On December 1, 2009, the 12 jurors announced that they had failed to reach a unanimous verdict on all the charges and the judge declared a mistrial. After the trial, jurors said that they did not find the prosecution’s witnesses to be credible, particularly Alite. One of the jurors said, "They should stop this now—it's ridiculous," while another said, "It's abusive. It's almost become a mockery." Gotti was released on December 1, 2009. After Gotti's fourth mistrial, federal prosecutors indicated that they would not seek another trial against Gotti.

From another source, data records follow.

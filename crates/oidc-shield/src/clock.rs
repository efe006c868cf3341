//! Time source for TTLs, windows and block deadlines

use std::fmt::Debug;

use chrono::{DateTime, Utc};

/// Source of the current wall-clock time
pub trait Clock: Send + Sync + Debug {
    /// Current time
    fn now(&self) -> DateTime<Utc>;
}

/// Clock backed by the system time
#[derive(Debug, Clone, Copy, Default)]
pub struct SystemClock;

impl Clock for SystemClock {
    fn now(&self) -> DateTime<Utc> {
        Utc::now()
    }
}

#[cfg(any(test, feature = "test-utils"))]
pub use manual::ManualClock;

#[cfg(any(test, feature = "test-utils"))]
mod manual {
    use std::sync::Arc;

    use chrono::{DateTime, Duration, Utc};
    use parking_lot::Mutex;

    use super::Clock;

    /// Clock that only moves when told to
    #[derive(Debug, Clone)]
    pub struct ManualClock {
        now: Arc<Mutex<DateTime<Utc>>>,
    }

    impl ManualClock {
        /// Start at a fixed, arbitrary instant (2025-01-01T12:00:00Z)
        pub fn new() -> Self {
            Self::starting_at(DateTime::from_timestamp(1_735_732_800, 0).unwrap_or_default())
        }

        /// Start at the given instant
        pub fn starting_at(start: DateTime<Utc>) -> Self {
            Self {
                now: Arc::new(Mutex::new(start)),
            }
        }

        /// Move time forward
        pub fn advance(&self, by: Duration) {
            let mut now = self.now.lock();
            *now += by;
        }

        /// Move time forward by whole seconds
        pub fn advance_secs(&self, secs: i64) {
            self.advance(Duration::seconds(secs));
        }
    }

    impl Default for ManualClock {
        fn default() -> Self {
            Self::new()
        }
    }

    impl Clock for ManualClock {
        fn now(&self) -> DateTime<Utc> {
            *self.now.lock()
        }
    }
}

Gotti Jr. maintains that he has since left the Gambino family, and in a 2015 interview with the New York Daily News, Gotti denied claims that he was an informant, claiming that he did give the FBI information but that it was false information, and that no indictments resulted from the information he gave agents.

==Personal life==
In 1990, Gotti married Kimberly Albanese. They have six children and live in Oyster Bay Cove on Long Island's North Shore. His son, John Gotti III, is a professional mixed martial artist and professional boxer. Gotti III was KO'd in a professional boxing match by Daniel Augare of the Blackfeet Nation on October 11, 2025 at Foxwoods Resort Casino in Connecticut.

In November 2013, Gotti was stabbed while breaking up a fight in Syosset, New York.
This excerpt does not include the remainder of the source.